Курю самоизвлечение, иначе называемое хуём с волосами кудрявыми.
«Хуй свой будешь курить с волосами»
А то мода пошла спрашивать: «Под чем там она постоянно?». Под собой, блядь! Неужели не видно? Всё к этому и шло. Топало, спотыкалось, переходило на полубег и полустук и полупочерк и потом пришло.

Процесс приготовления ингредиентов для воскурки хуёв:
Берём полкило переживаемого и раскладываем длинной дорожкой перед изумлённым взором, напевая под нос: «сахарок, сахарок…».
Р-р-р-р-аз! И оно уже вылилось и расплескалось.
Поздно.
Остальное в виде эмоции, настроения и улыбки – по вкусу.
После перечитать и усомниться. Обязательно.
Плюнуть.
Вернуться в себя и разойтись по местам.

Далее идёт послесловие и послемножие. Вот здесь уже есть, где разгуляться простору созерцания. Подсекаю мелочи. Делаю им подножки, и они падают под ноги. Их можно поднять тогда и внимательно изучить со всех сторон. В мелочах содержится масса.
Вам! Вам! Вам!

Очередная грубость (читай: глупость) – это не подвиг, а вопрос: «Надо ли? Выдержит?».
Внимательно вчитываемся в ответ. Даже если вместо него пустота – это тоже ответ. Ответ ни на что из ничего. Вам!

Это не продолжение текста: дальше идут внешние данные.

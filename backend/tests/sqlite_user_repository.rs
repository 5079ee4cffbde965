//! Integration tests for `DieselUserRepository` against an on-disk SQLite
//! database.
//!
//! Each test creates its database file in a fresh temporary directory, so
//! tests are isolated and exercise WAL journaling and the busy timeout the
//! way a deployment does.

use std::sync::Arc;

use risk_appetite::domain::ports::{
    CredentialStore, CredentialStoreError, UserPersistenceError, UserRepository,
};
use risk_appetite::domain::{CredentialService, Credentials, PasswordDigest, UserAccount, Username};
use risk_appetite::outbound::persistence::{DbPool, DieselUserRepository, PoolConfig};
use risk_appetite::outbound::security::Argon2PasswordHasher;
use rstest::{fixture, rstest};
use tempfile::TempDir;

const DIGEST: &str = "$argon2id$v=19$m=19456,t=2,p=1$c2FsdHNhbHQ$aGFzaGhhc2hoYXNoaGFzaA";

struct Database {
    dir: TempDir,
}

impl Database {
    fn path(&self) -> String {
        self.dir
            .path()
            .join("users.sqlite3")
            .to_string_lossy()
            .into_owned()
    }

    async fn open(&self) -> DieselUserRepository {
        let pool = DbPool::new(PoolConfig::new(self.path()).with_max_size(4))
            .await
            .expect("open database");
        DieselUserRepository::new(pool)
    }
}

#[fixture]
fn database() -> Database {
    Database {
        dir: tempfile::tempdir().expect("temp dir"),
    }
}

fn account(name: &str) -> UserAccount {
    UserAccount::new(
        Username::new(name).expect("username"),
        PasswordDigest::new(DIGEST).expect("digest"),
    )
}

#[rstest]
#[tokio::test]
async fn accounts_persist_across_pools(database: Database) {
    let first = database.open().await;
    first.insert(&account("ada")).await.expect("insert");
    drop(first);

    let second = database.open().await;
    let found = second
        .find_by_username(&Username::new("ada").expect("username"))
        .await
        .expect("query")
        .expect("account persisted");
    assert_eq!(found.password_digest().as_str(), DIGEST);
}

#[rstest]
#[tokio::test]
async fn reopening_does_not_rerun_schema_creation(database: Database) {
    let _first = database.open().await;
    let second = database.open().await;
    second.insert(&account("grace")).await.expect("insert");
}

#[rstest]
#[tokio::test(flavor = "multi_thread", worker_threads = 4)]
async fn concurrent_duplicate_inserts_yield_one_success(database: Database) {
    let repo = Arc::new(database.open().await);

    let attempts = (0..8).map(|_| {
        let repo = Arc::clone(&repo);
        tokio::spawn(async move { repo.insert(&account("ada")).await })
    });
    let outcomes = futures::future::join_all(attempts).await;

    let mut successes = 0;
    for outcome in outcomes {
        match outcome.expect("task completed") {
            Ok(()) => successes += 1,
            Err(err) => assert_eq!(err, UserPersistenceError::duplicate_username("ada")),
        }
    }
    assert_eq!(successes, 1);
}

#[rstest]
#[tokio::test(flavor = "multi_thread", worker_threads = 2)]
async fn concurrent_registrations_through_the_service(database: Database) {
    let service = Arc::new(CredentialService::new(
        Arc::new(database.open().await),
        Arc::new(
            Argon2PasswordHasher::with_cost(argon2::Params::MIN_M_COST, 1, 1).expect("cost"),
        ),
    ));

    let first = {
        let service = Arc::clone(&service);
        tokio::spawn(async move {
            service
                .register(&Credentials::try_from_parts("ada", "first").expect("creds"))
                .await
        })
    };
    let second = {
        let service = Arc::clone(&service);
        tokio::spawn(async move {
            service
                .register(&Credentials::try_from_parts("ada", "second").expect("creds"))
                .await
        })
    };
    let outcomes = [
        first.await.expect("task completed"),
        second.await.expect("task completed"),
    ];

    assert_eq!(outcomes.iter().filter(|outcome| outcome.is_ok()).count(), 1);
    assert!(outcomes.iter().any(|outcome| matches!(
        outcome,
        Err(CredentialStoreError::UsernameTaken { .. })
    )));

    // Exactly one of the two passwords is now valid.
    let mut valid = 0;
    for password in ["first", "second"] {
        let creds = Credentials::try_from_parts("ada", password).expect("creds");
        if service.validate(&creds).await.expect("validate") {
            valid += 1;
        }
    }
    assert_eq!(valid, 1);
}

Исступленно пою о любви и несправедливости. Комкаю переживания.
Одинокая ночная флейта завораживающе скандалит.
Весомость.
Под сенью восторженных взглядов проще всего озаряться улыбкой. Когда нет места улыбке, остаётся «неуд». Как в школе. Говорит презрительно: «Я ставлю тебе неуд». И даже если ты ожидаешь «уд», всё равно поставит. Страшно бывает от этого.

Далее открываем пакет с овощами и опускаемся перед ними на колени. Спасибо, Господи!
Спасибо за здоровье, детей и зрение.
Жалею сирот и плачу.

Чуть ранее, когда холод. Чуть позднее, когда неровной походкой. Возвращение.
Что ты здесь? Забыл что-либо?
Гладкая-гладкая явь. Восхождение.
И вообще. Выйдите из класса, пожалуйста.

Садимся на свои места. Садимся всю жизнь во всех смыслах. Каждому своё место. Откуда это? Эта грязь льющаяся?

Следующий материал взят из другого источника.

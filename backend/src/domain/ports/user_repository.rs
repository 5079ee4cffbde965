//! Port abstraction for user account persistence and its errors.
use async_trait::async_trait;

use crate::domain::{UserAccount, Username};

use super::define_port_error;

define_port_error! {
    /// Persistence errors raised by user repository adapters.
    pub enum UserPersistenceError {
        /// Repository connection could not be established.
        Connection { message: String } => "user repository connection failed: {message}",
        /// Query or mutation failed during execution.
        Query { message: String } => "user repository query failed: {message}",
        /// The storage uniqueness constraint rejected the username.
        DuplicateUsername { username: String } => "username `{username}` is already registered",
    }
}

/// Storage for registered accounts.
///
/// Implementations must enforce username uniqueness atomically in storage;
/// callers never check for existence before inserting.
#[cfg_attr(test, mockall::automock)]
#[async_trait]
pub trait UserRepository: Send + Sync {
    /// Insert a new account, failing with
    /// [`UserPersistenceError::DuplicateUsername`] if the name exists.
    async fn insert(&self, account: &UserAccount) -> Result<(), UserPersistenceError>;

    /// Fetch an account by username.
    async fn find_by_username(
        &self,
        username: &Username,
    ) -> Result<Option<UserAccount>, UserPersistenceError>;
}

Можно сесть на своё место, а бывает, что тебя на него ставят. Ставят на своё место. Говорят: «Знай своё место». И ты садишься на свой стул, зная отныне своё место. Это не стул, кстати. Чаще это молчание. Даже во время длинной очереди к Господу за пирогами искуплений можно толкаться локтями и поплёвывать сквозь зубы, перекидывая цигарку меж редких зубов.

Бежит по коридору сирота, бредит детскими страхами.
Найденные отклики сердцами кровяными по зеркалу растекались. По зеркалу в отражениях умозаключений. Барельефом вырисовывались. Строгим узором лепнины выпячивались. Осыпались пылью столетий. Осадками исплаканы.

За той оградой разбросаны игрушки. Растёт вокруг черника и нельзя её есть.
Очевидность. Переливы звуков. Восставшее «я». И посланные messages’ы.

мне не найти истинного проявления... такой мыслью полнясь, неизбежно
осознаЮ, что я есть...

В общем-то, на этом всё. Хватит подобного и неудобного. Хватит откровений и лжепризнаний. Обсуждений и вопросов с ответами. Достаточно в полной мере. Возьмём паузу и отбежим на некоторое расстояние. Сказанное. Тире. Не нужное.

Зачем?
Все три (или 333) попытки диалога оказались неуспешными. Обречёнными.
Курите х.

И не надо потом удивляться и недоумённо пожимать плечами, хмуря лоб. Не надо. Ещё вернёмся в свои дома, чтобы смотреть поздним вечером в окно. Наивно верить в прекрасное. Опорожнять чашки с чаем.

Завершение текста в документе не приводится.